下一代防火墻可以理解網絡中的應用、應用中的威脅和攻擊、威脅帶走的數據內容，并能簡單易懂地呈現，實現真正的L2-L7層統一的安全可視化；能通過主動或者被動流量檢測及時發現業務漏洞，即使沒有攻擊也能找到業務中潛在的風險。

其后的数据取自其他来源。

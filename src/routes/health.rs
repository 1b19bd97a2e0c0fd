use axum::{extract::State, response::Json};
use sea_orm::ConnectionTrait;
use serde::Serialize;

use crate::state::AppState;
use super::ApiResponse;

#[derive(Serialize)]
pub struct HealthStatus {
    pub status: String,
    pub version: String,
    pub database: bool,
}

/// Health check endpoint
pub async fn health_check(State(state): State<AppState>) -> Json<ApiResponse<HealthStatus>> {
    let database = match state.db.execute_unprepared("SELECT 1").await {
        Ok(_) => true,
        Err(e) => {
            tracing::warn!("Database health check failed: {}", e);
            false
        }
    };

    Json(ApiResponse::success(HealthStatus {
        status: if database { "healthy" } else { "degraded" }.to_string(),
        version: env!("CARGO_PKG_VERSION").to_string(),
        database,
    }))
}
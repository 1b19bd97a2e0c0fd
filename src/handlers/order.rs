//! Order handlers

use axum::{
    extract::{Query, State},
    response::Json,
};
use sea_orm::{
    ActiveModelTrait, ColumnTrait, Condition, EntityTrait, QueryFilter, QueryOrder, Set,
};
use serde::Deserialize;

use crate::entity::order;
use crate::error::{AppError, AppResult, OptionExt};
use crate::handlers::common::{existing_id, fetch_page, now, IdQuery, PageQuery, PageResult};
use crate::routes::ApiResponse;
use crate::state::AppState;

/// Create or update request
#[derive(Debug, Deserialize)]
#[serde(rename_all = "camelCase")]
pub struct OrderForm {
    pub id: Option<i64>,
    pub plan_load_time: Option<i64>,
    #[serde(default)]
    pub plan_load_range: i32,
    pub plan_unload_time: Option<i64>,
    pub sender_name: Option<String>,
    pub sender_mobile: Option<String>,
    pub sender_port_id: Option<i64>,
    pub receiver_name: Option<String>,
    pub receiver_mobile: Option<String>,
    pub receiver_port_id: Option<i64>,
    pub cargo_name: Option<String>,
    pub cargo_quantity: Option<f32>,
    pub cargo_weight: Option<f32>,
    pub cargo_bulk: Option<f32>,
    pub deposit: Option<f64>,
    pub prepay: Option<f64>,
    pub fullpay: Option<f64>,
    pub sum_pay: Option<f64>,
}

impl OrderForm {
    fn apply(self, model: &mut order::ActiveModel) {
        model.plan_load_time = Set(self.plan_load_time);
        model.plan_load_range = Set(self.plan_load_range);
        model.plan_unload_time = Set(self.plan_unload_time);
        model.sender_name = Set(self.sender_name);
        model.sender_mobile = Set(self.sender_mobile);
        model.sender_port_id = Set(self.sender_port_id);
        model.receiver_name = Set(self.receiver_name);
        model.receiver_mobile = Set(self.receiver_mobile);
        model.receiver_port_id = Set(self.receiver_port_id);
        model.cargo_name = Set(self.cargo_name);
        model.cargo_quantity = Set(self.cargo_quantity);
        model.cargo_weight = Set(self.cargo_weight);
        model.cargo_bulk = Set(self.cargo_bulk);
        model.deposit = Set(self.deposit);
        model.prepay = Set(self.prepay);
        model.fullpay = Set(self.fullpay);
        model.sum_pay = Set(self.sum_pay);
        model.update_time = Set(now());
    }
}

/// GET /api/order/list
pub async fn list(
    State(state): State<AppState>,
    Query(query): Query<PageQuery>,
) -> AppResult<Json<ApiResponse<PageResult<order::Model>>>> {
    let mut select = order::Entity::find().order_by_desc(order::Column::Id);
    if let Some(like) = query.like() {
        select = select.filter(
            Condition::any()
                .add(order::Column::SenderName.like(like.as_str()))
                .add(order::Column::ReceiverName.like(like.as_str()))
                .add(order::Column::CargoName.like(like.as_str())),
        );
    }
    Ok(Json(ApiResponse::success(fetch_page(&state.db, select, &query).await?)))
}

/// GET /api/order/get
pub async fn get(
    State(state): State<AppState>,
    Query(query): Query<IdQuery>,
) -> AppResult<Json<ApiResponse<order::Model>>> {
    let found = order::Entity::find_by_id(query.id)
        .one(&state.db)
        .await?
        .ok_or_not_found("order")?;
    Ok(Json(ApiResponse::success(found)))
}

/// POST /api/order/save
pub async fn save(
    State(state): State<AppState>,
    Json(form): Json<OrderForm>,
) -> AppResult<Json<ApiResponse<order::Model>>> {
    let saved = match existing_id(form.id) {
        Some(id) => {
            let found = order::Entity::find_by_id(id)
                .one(&state.db)
                .await?
                .ok_or_not_found("order")?;
            let mut model: order::ActiveModel = found.into();
            form.apply(&mut model);
            model.update(&state.db).await?
        }
        None => {
            let mut model = order::ActiveModel {
                create_time: Set(now()),
                ..Default::default()
            };
            form.apply(&mut model);
            model.insert(&state.db).await?
        }
    };
    tracing::info!("Order {} saved", saved.id);
    Ok(Json(ApiResponse::success(saved)))
}

/// POST /api/order/delete
pub async fn delete(
    State(state): State<AppState>,
    Query(query): Query<IdQuery>,
) -> AppResult<Json<ApiResponse<()>>> {
    let result = order::Entity::delete_by_id(query.id).exec(&state.db).await?;
    if result.rows_affected == 0 {
        return Err(AppError::NotFound("order".to_string()));
    }
    tracing::info!("Order {} deleted", query.id);
    Ok(Json(ApiResponse::success_msg("success")))
}
//! Query and paging types shared by the CRUD handlers

use sea_orm::{DatabaseConnection, EntityTrait, PaginatorTrait, Select};
use serde::{Deserialize, Serialize};

use crate::error::AppResult;

const DEFAULT_PAGE_SIZE: u64 = 20;
const MAX_PAGE_SIZE: u64 = 500;

/// Query parameters for get and delete
#[derive(Debug, Deserialize)]
pub struct IdQuery {
    pub id: i64,
}

/// Query parameters for list
#[derive(Debug, Default, Deserialize)]
pub struct PageQuery {
    /// 1-based page number
    pub page: Option<u64>,
    pub size: Option<u64>,
    pub keyword: Option<String>,
}

impl PageQuery {
    pub fn page(&self) -> u64 {
        self.page.unwrap_or(1).max(1)
    }

    pub fn size(&self) -> u64 {
        self.size.unwrap_or(DEFAULT_PAGE_SIZE).clamp(1, MAX_PAGE_SIZE)
    }

    /// Keyword for a `LIKE` filter, if any
    pub fn like(&self) -> Option<String> {
        self.keyword
            .as_deref()
            .map(str::trim)
            .filter(|k| !k.is_empty())
            .map(|k| format!("%{}%", k))
    }
}

/// One page of results
#[derive(Debug, Serialize)]
pub struct PageResult<T: Serialize> {
    pub total: u64,
    pub page: u64,
    pub size: u64,
    pub items: Vec<T>,
}

impl<T: Serialize> PageResult<T> {
    pub fn map<U: Serialize>(self, f: impl FnMut(T) -> U) -> PageResult<U> {
        PageResult {
            total: self.total,
            page: self.page,
            size: self.size,
            items: self.items.into_iter().map(f).collect(),
        }
    }
}

/// Run a select one page at a time
pub async fn fetch_page<E>(
    db: &DatabaseConnection,
    select: Select<E>,
    query: &PageQuery,
) -> AppResult<PageResult<E::Model>>
where
    E: EntityTrait,
    E::Model: Serialize + Sync,
{
    let (page, size) = (query.page(), query.size());
    let paginator = select.paginate(db, size);
    let total = paginator.num_items().await?;
    let items = paginator.fetch_page(page - 1).await?;
    Ok(PageResult {
        total,
        page,
        size,
        items,
    })
}

/// Current unix time in seconds
pub fn now() -> i64 {
    chrono::Utc::now().timestamp()
}

/// `Some(id)` for an update, `None` for a create
pub fn existing_id(id: Option<i64>) -> Option<i64> {
    id.filter(|id| *id > 0)
}

#[cfg(test)]
mod tests {
    use super::*;

    #[test]
    fn test_page_query_bounds() {
        let query = PageQuery::default();
        assert_eq!(query.page(), 1);
        assert_eq!(query.size(), DEFAULT_PAGE_SIZE);

        let query = PageQuery {
            page: Some(0),
            size: Some(10_000),
            keyword: Some("  ".to_string()),
        };
        assert_eq!(query.page(), 1);
        assert_eq!(query.size(), MAX_PAGE_SIZE);
        assert!(query.like().is_none());
    }

    #[test]
    fn test_like_keyword() {
        let query = PageQuery {
            keyword: Some(" port ".to_string()),
            ..Default::default()
        };
        assert_eq!(query.like().as_deref(), Some("%port%"));
    }

    #[test]
    fn test_existing_id() {
        assert_eq!(existing_id(None), None);
        assert_eq!(existing_id(Some(0)), None);
        assert_eq!(existing_id(Some(7)), Some(7));
    }
}
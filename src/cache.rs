//! Per-user role/permission and function caches
//!
//! Entries are filled lazily by the user service. They live until the TTL
//! (when configured) runs out or until a write to roles, permissions,
//! functions or user grants invalidates them.
//!
//! A fill captures the [`CacheEpoch`] before reading the store. Every
//! invalidation bumps the epoch, and a fill whose epoch is out of date is
//! dropped instead of stored.

use dashmap::DashMap;
use serde::Serialize;
use std::collections::HashMap;
use std::sync::atomic::{AtomicU64, Ordering};
use std::time::{Duration, Instant};

use crate::entity::function::{self, FunctionType};

/// Role and permission codes of one user
#[derive(Clone, Debug, Default, PartialEq, Eq, Serialize)]
#[serde(rename_all = "camelCase")]
pub struct RolePermission {
    pub user_id: i64,
    pub roles: Vec<String>,
    pub permissions: Vec<String>,
}

/// Functions available to one user, grouped by type
pub type UserFunctions = HashMap<FunctionType, Vec<function::Model>>;

#[derive(Clone)]
struct Entry<T> {
    value: T,
    cached_at: Instant,
}

/// Invalidation generation seen by a cache fill
#[derive(Clone, Copy, Debug, PartialEq, Eq)]
pub struct CacheEpoch {
    global: u64,
    user: u64,
}

pub struct InfoCache {
    ttl: Option<Duration>,
    global_epoch: AtomicU64,
    user_epochs: DashMap<i64, u64>,
    permissions: DashMap<i64, Entry<RolePermission>>,
    functions: DashMap<i64, Entry<UserFunctions>>,
}

impl InfoCache {
    pub fn new(ttl: Option<Duration>) -> Self {
        Self {
            ttl,
            global_epoch: AtomicU64::new(0),
            user_epochs: DashMap::new(),
            permissions: DashMap::new(),
            functions: DashMap::new(),
        }
    }

    /// Current epoch of one user, captured before loading from the store
    pub fn epoch(&self, user_id: i64) -> CacheEpoch {
        CacheEpoch {
            global: self.global_epoch.load(Ordering::SeqCst),
            user: self.user_epochs.get(&user_id).map_or(0, |e| *e),
        }
    }

    fn fresh<T>(&self, entry: &Entry<T>) -> bool {
        self.ttl.map_or(true, |ttl| entry.cached_at.elapsed() < ttl)
    }

    pub fn role_permission(&self, user_id: i64) -> Option<RolePermission> {
        let entry = self.permissions.get(&user_id)?;
        self.fresh(entry.value()).then(|| entry.value().value.clone())
    }

    /// Store a loaded summary unless the user was invalidated since `epoch`.
    /// Returns whether the entry was kept.
    pub fn put_role_permission(&self, epoch: CacheEpoch, value: RolePermission) -> bool {
        let user_id = value.user_id;
        if self.epoch(user_id) != epoch {
            return false;
        }
        self.permissions.insert(
            user_id,
            Entry {
                value,
                cached_at: Instant::now(),
            },
        );
        // an invalidation may have cleared the map between the check and the insert
        if self.epoch(user_id) != epoch {
            self.permissions.remove(&user_id);
            return false;
        }
        true
    }

    pub fn functions(&self, user_id: i64) -> Option<UserFunctions> {
        let entry = self.functions.get(&user_id)?;
        self.fresh(entry.value()).then(|| entry.value().value.clone())
    }

    /// Store loaded functions unless the user was invalidated since `epoch`
    pub fn put_functions(&self, epoch: CacheEpoch, user_id: i64, value: UserFunctions) -> bool {
        if self.epoch(user_id) != epoch {
            return false;
        }
        self.functions.insert(
            user_id,
            Entry {
                value,
                cached_at: Instant::now(),
            },
        );
        if self.epoch(user_id) != epoch {
            self.functions.remove(&user_id);
            return false;
        }
        true
    }

    /// Forget everything cached for one user
    pub fn invalidate_user(&self, user_id: i64) {
        *self.user_epochs.entry(user_id).or_insert(0) += 1;
        self.permissions.remove(&user_id);
        self.functions.remove(&user_id);
    }

    /// Forget everything. Used when roles, permissions or functions change,
    /// since those edits can affect any number of users.
    pub fn invalidate_all(&self) {
        self.global_epoch.fetch_add(1, Ordering::SeqCst);
        self.permissions.clear();
        self.functions.clear();
        tracing::debug!("Permission and function caches cleared");
    }
}

#[cfg(test)]
mod tests {
    use super::*;

    fn summary(user_id: i64) -> RolePermission {
        RolePermission {
            user_id,
            roles: vec!["admin".to_string()],
            permissions: vec!["order:edit".to_string()],
        }
    }

    #[test]
    fn test_put_and_get() {
        let cache = InfoCache::new(None);
        assert!(cache.role_permission(1).is_none());
        assert!(cache.put_role_permission(cache.epoch(1), summary(1)));
        assert_eq!(cache.role_permission(1), Some(summary(1)));
        assert!(cache.role_permission(2).is_none());
    }

    #[test]
    fn test_invalidate_user() {
        let cache = InfoCache::new(None);
        cache.put_role_permission(cache.epoch(1), summary(1));
        cache.put_role_permission(cache.epoch(2), summary(2));
        cache.put_functions(cache.epoch(1), 1, UserFunctions::new());

        cache.invalidate_user(1);
        assert!(cache.role_permission(1).is_none());
        assert!(cache.functions(1).is_none());
        assert!(cache.role_permission(2).is_some());
    }

    #[test]
    fn test_invalidate_all() {
        let cache = InfoCache::new(None);
        cache.put_role_permission(cache.epoch(1), summary(1));
        cache.put_functions(cache.epoch(2), 2, UserFunctions::new());
        cache.invalidate_all();
        assert!(cache.role_permission(1).is_none());
        assert!(cache.functions(2).is_none());
    }

    #[test]
    fn test_ttl_expiry() {
        let cache = InfoCache::new(Some(Duration::from_millis(20)));
        cache.put_role_permission(cache.epoch(1), summary(1));
        assert!(cache.role_permission(1).is_some());
        std::thread::sleep(Duration::from_millis(40));
        assert!(cache.role_permission(1).is_none());
    }

    #[test]
    fn test_fill_after_invalidate_all_is_dropped() {
        let cache = InfoCache::new(None);
        let epoch = cache.epoch(1);
        cache.invalidate_all();

        assert!(!cache.put_role_permission(epoch, summary(1)));
        assert!(!cache.put_functions(epoch, 1, UserFunctions::new()));
        assert!(cache.role_permission(1).is_none());
        assert!(cache.functions(1).is_none());

        assert!(cache.put_role_permission(cache.epoch(1), summary(1)));
    }

    #[test]
    fn test_fill_after_invalidate_user_is_dropped() {
        let cache = InfoCache::new(None);
        let stale = cache.epoch(1);
        let other = cache.epoch(2);
        cache.invalidate_user(1);

        assert!(!cache.put_role_permission(stale, summary(1)));
        assert!(cache.role_permission(1).is_none());
        // other users are unaffected
        assert!(cache.put_role_permission(other, summary(2)));
    }
}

通過攻擊與業務漏洞的關聯分析，可以幫助用戶準確地找到有效攻擊，使用戶看到網絡和業務的真實安全情況。

2.雙向防御

下一代防火墻具備L2-L7層的攻擊防護技術，使防護技術不存在短板。NGAF不僅能夠防護外部攻擊，還能檢查服務器/終端外發流量是否有風險，彌補了傳統安全設備只防外不防內的不足之處。NGAF可檢測服務器外發數據是否存在泄密或篡改行為，也可檢測內網終端電腦是否被黑客控制。

3.智能聯動

正所謂道高一尺，魔高一丈，各種應用層攻擊、變種、逃逸攻擊行為層出不窮，能夠智能地針對攻擊行為或者防護對象進行學習，動態形成智能防護規則也是下一代防火墻必備的特征之一，讓安全檢測模塊與防護策略聯動生效，能夠提高黑客的攻擊成本，降低客戶的運維管理成本。

4.高效穩定

雖然多功能網關具備部分應用安全防護能力，但其傳統安全設備的集成、串行部署的方式，使其在多種功能開啟之后性能急劇下降，最終只能當傳統防火墻使用。下一代防火墻從軟件構架、硬件構架兩方面徹底改變了多功能網關由于多功能堆疊、串行部署導致的性能瓶頸問題，具備高效的應用層處理能力，實現萬兆吞吐。